The town of Grodzisk Mazowiecki near Warsaw has — for the moment — suspended a plan that would build a residential complex with underground parking on the site of the Jewish cemetery pending investigations to determine the cemetery’s borders.
JTA reports that after objections by the Warsaw Jewish community and local activist Robert Augustyniak, the city council held a public discussion of the plan on Monday. Following the meeting, Mayor Grzegorz Benedykcinski “suspended action on the plan pending clarification of the cemetery’s boundaries.”
Virtual Shtetl notes that “The cemetery was devastated by Germans during World War II. In the end of the 1940s, 80% of the cemetery grounds were taken over by the ‘Peasants’ Self-Help’ Cooperative which established a machinery and building supply store there. For the last two years, a scrapyard has been located there.”
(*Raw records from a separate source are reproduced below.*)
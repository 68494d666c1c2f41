//! Snapshot events → summary, object and reference documents

use hsloader_core::{
    BatchPublisher, Document, DocumentBody, DocumentKind, PipelineOptions, TransformError,
    log_error, partition_key,
};
use hsloader_core::progress::UPDATE_INTERVAL;
use indicatif::ProgressBar;
use rustc_hash::FxHashMap;
use serde::Serialize;

use crate::handler::{ParseResult, SnapshotEventHandler};
use crate::record::{ChildObject, ChildRecord, ObjectRecord, SnapshotHeader};

/// Counters for one or more files
#[derive(Debug, Clone, Copy, Default, PartialEq, Eq)]
pub struct SnapshotStats {
    pub snapshots: usize,
    pub objects: usize,
    pub references: usize,
}

impl SnapshotStats {
    pub fn documents(&self) -> usize {
        self.snapshots + self.objects + self.references
    }
}

/// State of the snapshot currently being parsed.
struct Scope {
    timestamp: String,
    objects_key: String,
    refs_key: String,
    class_names: FxHashMap<u64, String>,
    children: Vec<ChildRecord>,
}

enum State {
    Idle,
    InSnapshot(Scope),
    /// A document could not be built; ignore the rest of this file
    Aborted,
}

/// Reference document body; unresolved class names are omitted.
#[derive(Serialize)]
#[serde(rename_all = "camelCase")]
struct ResolvedChild<'a> {
    parent_class_tag: u64,
    #[serde(skip_serializing_if = "Option::is_none")]
    parent_name: Option<&'a str>,
    child_class_tag: u64,
    #[serde(skip_serializing_if = "Option::is_none")]
    child_name: Option<&'a str>,
    instance_count: u64,
    total_size_bytes: u64,
}

/// Handler turning the snapshot event stream into documents.
///
/// Object documents are submitted as they arrive. Child entries are held
/// until `on_finish` because resolving both class names needs every object
/// entry of the snapshot.
pub struct SnapshotTransformer<'p> {
    publisher: &'p BatchPublisher,
    options: PipelineOptions,
    state: State,
    stats: SnapshotStats,
    progress: ProgressBar,
}

impl<'p> SnapshotTransformer<'p> {
    pub fn new(publisher: &'p BatchPublisher, options: PipelineOptions) -> Self {
        Self {
            publisher,
            options,
            state: State::Idle,
            stats: SnapshotStats::default(),
            progress: ProgressBar::hidden(),
        }
    }

    /// Report submitted documents on `pb`.
    pub fn set_progress(&mut self, pb: ProgressBar) {
        self.progress = pb;
    }

    pub fn stats(&self) -> SnapshotStats {
        self.stats
    }

    /// True when the last file was abandoned after a transformation error.
    pub fn is_aborted(&self) -> bool {
        matches!(self.state, State::Aborted)
    }

    fn put_summary(&mut self, header: &SnapshotHeader) -> Result<(), TransformError> {
        let timestamp = self.options.zone.timestamp(&header.timestamp);
        let doc = Document::new(
            partition_key(DocumentKind::SnapshotSummary, &header.timestamp),
            &DocumentBody::new(&timestamp, header),
        )?;
        self.publisher.submit(doc)?;
        self.stats.snapshots += 1;

        self.state = State::InSnapshot(Scope {
            timestamp,
            objects_key: partition_key(DocumentKind::SnapshotObjects, &header.timestamp),
            refs_key: partition_key(DocumentKind::SnapshotRefs, &header.timestamp),
            class_names: FxHashMap::default(),
            children: Vec::new(),
        });
        Ok(())
    }

    fn put_object(&mut self, object: &ObjectRecord) -> Result<(), TransformError> {
        let State::InSnapshot(scope) = &mut self.state else {
            return Err(TransformError::NoActiveSnapshot);
        };
        scope
            .class_names
            .insert(object.class_tag, object.class_name.clone());
        let doc = Document::new(
            scope.objects_key.clone(),
            &DocumentBody::new(&scope.timestamp, object),
        )?;
        self.publisher.submit(doc)?;
        self.stats.objects += 1;
        self.tick();
        Ok(())
    }

    fn push_child(&mut self, parent_tag: u64, child: &ChildObject) -> Result<(), TransformError> {
        let State::InSnapshot(scope) = &mut self.state else {
            return Err(TransformError::NoActiveSnapshot);
        };
        scope.children.push(ChildRecord::new(parent_tag, child));
        Ok(())
    }

    fn put_children(&mut self, scope: Scope) -> Result<(), TransformError> {
        for child in &scope.children {
            let resolved = ResolvedChild {
                parent_class_tag: child.parent_class_tag,
                parent_name: scope
                    .class_names
                    .get(&child.parent_class_tag)
                    .map(String::as_str),
                child_class_tag: child.child_class_tag,
                child_name: scope
                    .class_names
                    .get(&child.child_class_tag)
                    .map(String::as_str),
                instance_count: child.instance_count,
                total_size_bytes: child.total_size_bytes,
            };
            let doc = Document::new(
                scope.refs_key.clone(),
                &DocumentBody::new(&scope.timestamp, &resolved),
            )?;
            self.publisher.submit(doc)?;
            self.stats.references += 1;
            self.tick();
        }
        Ok(())
    }

    fn tick(&self) {
        let documents = self.stats.documents();
        if documents % UPDATE_INTERVAL == 0 {
            self.progress
                .set_message(format!("{} documents", hsloader_core::fmt_num(documents)));
        }
    }

    fn settle(&mut self, result: Result<(), TransformError>) -> ParseResult {
        match result {
            Ok(()) => ParseResult::Continue,
            Err(e) => {
                log_error("snapshot", &e, self.options.debug);
                self.state = State::Aborted;
                ParseResult::Abort
            }
        }
    }
}

impl SnapshotEventHandler for SnapshotTransformer<'_> {
    fn on_start(&mut self) -> ParseResult {
        // Each file starts clean, including after an aborted one
        if let State::InSnapshot(scope) = std::mem::replace(&mut self.state, State::Idle) {
            if !scope.children.is_empty() {
                log::warn!(
                    "previous file ended inside a snapshot; dropping {} references",
                    scope.children.len()
                );
            }
        }
        ParseResult::Continue
    }

    fn on_new_snapshot(&mut self, header: &SnapshotHeader, parent: Option<&str>) -> ParseResult {
        if matches!(self.state, State::Aborted) {
            return ParseResult::Abort;
        }
        log::info!("Parse snapshot at {}", header.timestamp);
        if let Some(parent) = parent {
            log::debug!("snapshot from {parent}");
        }
        if let State::InSnapshot(scope) = &self.state {
            if !scope.children.is_empty() {
                log::warn!(
                    "snapshot ended without finish event; dropping {} references",
                    scope.children.len()
                );
            }
        }
        let result = self.put_summary(header);
        self.settle(result)
    }

    fn on_entry(&mut self, object: &ObjectRecord) -> ParseResult {
        if matches!(self.state, State::Aborted) {
            return ParseResult::Abort;
        }
        let result = self.put_object(object);
        self.settle(result)
    }

    fn on_child_entry(&mut self, parent_tag: u64, child: &ChildObject) -> ParseResult {
        if matches!(self.state, State::Aborted) {
            return ParseResult::Abort;
        }
        let result = self.push_child(parent_tag, child);
        self.settle(result)
    }

    fn on_finish(&mut self) -> ParseResult {
        match std::mem::replace(&mut self.state, State::Idle) {
            State::InSnapshot(scope) => {
                let result = self.put_children(scope);
                self.settle(result)
            }
            State::Idle => ParseResult::Continue,
            State::Aborted => {
                self.state = State::Aborted;
                ParseResult::Abort
            }
        }
    }
}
It says that the small part of the Jewish cemetery that was fenced off and maintained as a Jewish cemetery was excluded from the plans to build the residential complex.
Nonetheless, the new housing estate would be erected on hundreds of graves. The construction of the estate would mean their destruction. The master plan does not provide for the protection of the pre-war cemetery gate covered with Hebrew inscriptions which is now standing in the middle of the scrapyard.
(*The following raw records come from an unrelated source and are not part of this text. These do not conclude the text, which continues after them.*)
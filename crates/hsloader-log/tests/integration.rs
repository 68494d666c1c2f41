//! Integration tests for hsloader-log
//!
//! Dump files on disk → JsonDumpSource → LogTransformer → BatchPublisher →
//! MemorySink.

use std::io::Write;
use std::path::PathBuf;
use std::sync::Arc;

use hsloader_core::{
    BatchPublisher, BulkSink, MemorySink, PipelineOptions, ProgressContext, PublishError,
    PublisherConfig, Zone,
};
use hsloader_log::{JsonDumpSource, run};
use serde_json::{Value, json};
use tempfile::TempDir;

fn log_line(ts: &str, archive: Option<&str>) -> Value {
    let mut line = json!({
        "type": "log",
        "timestamp": ts,
        "cause": "INTERVAL",
        "javaVirtualSize": 3_221_225_472u64,
        "javaResidentSize": 536_870_912u64,
        "liveThreads": 32
    });
    if let Some(path) = archive {
        line["archivePath"] = Value::from(path);
    }
    line
}

fn diff_line(ts: &str, negative: bool) -> Value {
    json!({
        "type": "diff",
        "timestamp": ts,
        "javaUserTime": 1.5,
        "javaSysTime": 0.5,
        "cpuUser": 12.0,
        "cpuNice": 0.0,
        "cpuSys": 3.0,
        "cpuIdle": 84.0,
        "cpuIOWait": 1.0,
        "cpuIRQ": 0.0,
        "cpuSoftIRQ": 0.0,
        "cpuSteal": 0.0,
        "cpuGuest": 0.0,
        "jvmSyncParkTime": 0.0,
        "jvmSafepointTime": 2.0,
        "jvmSafepointCount": 4,
        "hasNegativeDelta": negative
    })
}

fn write_dump(dir: &TempDir, name: &str, lines: &[Value]) -> PathBuf {
    let path = dir.path().join(name);
    let mut file = std::fs::File::create(&path).unwrap();
    for line in lines {
        writeln!(file, "{line}").unwrap();
    }
    path
}

fn options() -> PipelineOptions {
    PipelineOptions {
        zone: Zone::Named(chrono_tz::UTC),
        debug: false,
    }
}

fn publisher(sink: &Arc<MemorySink>, bulk_size: usize) -> BatchPublisher {
    BatchPublisher::new(
        Arc::clone(sink) as Arc<dyn BulkSink>,
        PublisherConfig {
            bulk_size,
            concurrency: 2,
        },
    )
}

fn doc_at<'a>(
    docs: &'a [hsloader_core::Document],
    prefix: &str,
    ts: &str,
) -> &'a hsloader_core::Document {
    docs.iter()
        .find(|d| d.partition_key().starts_with(prefix) && d.field("@timestamp") == Some(&Value::from(ts)))
        .unwrap()
}

#[test]
fn three_logs_three_diffs_in_pairs() {
    let dir = TempDir::new().unwrap();
    let file = write_dump(
        &dir,
        "heapstats_log.jsonl",
        &[
            log_line("2016-01-10T12:00:00", None),
            log_line("2016-01-10T12:00:10", None),
            diff_line("2016-01-10T12:00:10", false),
            log_line("2016-01-10T12:00:20", None),
            diff_line("2016-01-10T12:00:20", false),
            diff_line("2016-01-10T12:00:30", false),
        ],
    );

    let sink = Arc::new(MemorySink::new());
    let publisher = publisher(&sink, 2);
    let summary = run(
        &mut JsonDumpSource::new(vec![file]),
        &publisher,
        options(),
        &ProgressContext::hidden(),
    )
    .unwrap();
    let result = publisher.close().unwrap();

    assert_eq!(summary.log_records, 3);
    assert_eq!(summary.diff_records, 3);
    assert_eq!(summary.stats.documents(), 6);
    assert_eq!(sink.batch_sizes(), [2, 2, 2]);
    assert!(result.succeeded);
    assert_eq!(result.batches, 3);
    assert_eq!(result.status_line(), "Succeeded");
}

#[test]
fn archive_and_reboot_tagging() {
    let dir = TempDir::new().unwrap();
    let t1 = "2016-01-10T12:00:00";
    let t2 = "2016-01-10T12:00:10";
    let t3 = "2016-01-10T12:00:20";
    let file = write_dump(
        &dir,
        "heapstats_log.jsonl",
        &[
            log_line(t1, Some("/snap1")),
            log_line(t2, None),
            log_line(t3, None),
            diff_line(t2, true),
            diff_line(t3, false),
        ],
    );

    let sink = Arc::new(MemorySink::new());
    let publisher = publisher(&sink, 100);
    let summary = run(
        &mut JsonDumpSource::new(vec![file]),
        &publisher,
        options(),
        &ProgressContext::hidden(),
    )
    .unwrap();
    publisher.close().unwrap();

    assert_eq!(summary.stats.archive_points, 1);
    assert_eq!(summary.stats.reboot_points, 1);

    let docs = sink.documents();
    let archived = doc_at(&docs, "resource-log-201601", "2016-01-10T12:00:00Z");
    assert_eq!(archived.field("tag"), Some(&json!(["archive"])));
    assert_eq!(archived.field("archivePath"), Some(&Value::from("/snap1")));

    let reboot = doc_at(&docs, "resource-diff-201601", "2016-01-10T12:00:10Z");
    assert_eq!(reboot.field("tag"), Some(&json!(["reboot"])));
    assert_eq!(reboot.field("hasNegativeDelta"), Some(&Value::from(true)));

    // The log sample at the reboot instant is marked as well
    let log_t2 = doc_at(&docs, "resource-log-201601", "2016-01-10T12:00:10Z");
    assert_eq!(log_t2.field("tag"), Some(&json!(["reboot"])));

    let tagged = docs.iter().filter(|d| d.field("tag").is_some()).count();
    assert_eq!(tagged, 3);
    let with_path = docs.iter().filter(|d| d.field("archivePath").is_some()).count();
    assert_eq!(with_path, 1);
}

#[test]
fn file_set_spans_months() {
    let dir = TempDir::new().unwrap();
    let jan = write_dump(&dir, "jan.jsonl", &[log_line("2016-01-31T23:59:50", None)]);
    let feb = write_dump(
        &dir,
        "feb.jsonl",
        &[
            log_line("2016-02-01T00:00:00", None),
            diff_line("2016-02-01T00:00:00", false),
        ],
    );

    let sink = Arc::new(MemorySink::new());
    let publisher = publisher(&sink, 10);
    run(
        &mut JsonDumpSource::new(vec![jan, feb]),
        &publisher,
        options(),
        &ProgressContext::hidden(),
    )
    .unwrap();
    publisher.close().unwrap();

    let mut keys: Vec<String> = sink
        .documents()
        .iter()
        .map(|d| d.partition_key().to_string())
        .collect();
    keys.sort();
    assert_eq!(
        keys,
        [
            "resource-diff-201602",
            "resource-log-201601",
            "resource-log-201602"
        ]
    );
}

#[test]
fn parse_failure_publishes_nothing() {
    let dir = TempDir::new().unwrap();
    let good = write_dump(&dir, "good.jsonl", &[log_line("2016-01-10T12:00:00", None)]);
    let bad = dir.path().join("bad.jsonl");
    std::fs::write(&bad, "not json\n").unwrap();

    let sink = Arc::new(MemorySink::new());
    let publisher = publisher(&sink, 10);
    let result = run(
        &mut JsonDumpSource::new(vec![good, bad]),
        &publisher,
        options(),
        &ProgressContext::hidden(),
    );
    assert!(result.is_err());
    publisher.close().unwrap();
    assert!(sink.documents().is_empty());
}

#[test]
fn transport_failure_aborts_pass() {
    let dir = TempDir::new().unwrap();
    let lines: Vec<Value> = (0..6)
        .map(|i| log_line(&format!("2016-01-10T12:00:{:02}", i * 10), None))
        .collect();
    let file = write_dump(&dir, "log.jsonl", &lines);

    let sink = Arc::new(MemorySink::new().fail_transport(0, "read timed out"));
    let publisher = BatchPublisher::new(
        Arc::clone(&sink) as Arc<dyn BulkSink>,
        PublisherConfig {
            bulk_size: 1,
            concurrency: 1,
        },
    );
    let summary = run(
        &mut JsonDumpSource::new(vec![file]),
        &publisher,
        options(),
        &ProgressContext::hidden(),
    )
    .unwrap();

    assert!(summary.stats.aborted);
    assert!(summary.stats.log_documents < 6);
    let err = publisher.close().unwrap_err();
    assert!(matches!(err, PublishError::Transport(_)));
}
JTA reported that Augustyniak raised his objections to the plan during the town hall discussion, showing a pre-World War II map showing the area of the cemetery. The Warsaw Jewish community also raised objections.
“I showed the map of the area from 1927 and 1934,” Augustyniak told JTA. “It clearly shows that the area of the cemetery was much larger than it is today. It seems that the council did not know about it. I hope that now they will change their plans.”
It appears now that that the town, in collaboration with the Jewish community, will investigate the situation.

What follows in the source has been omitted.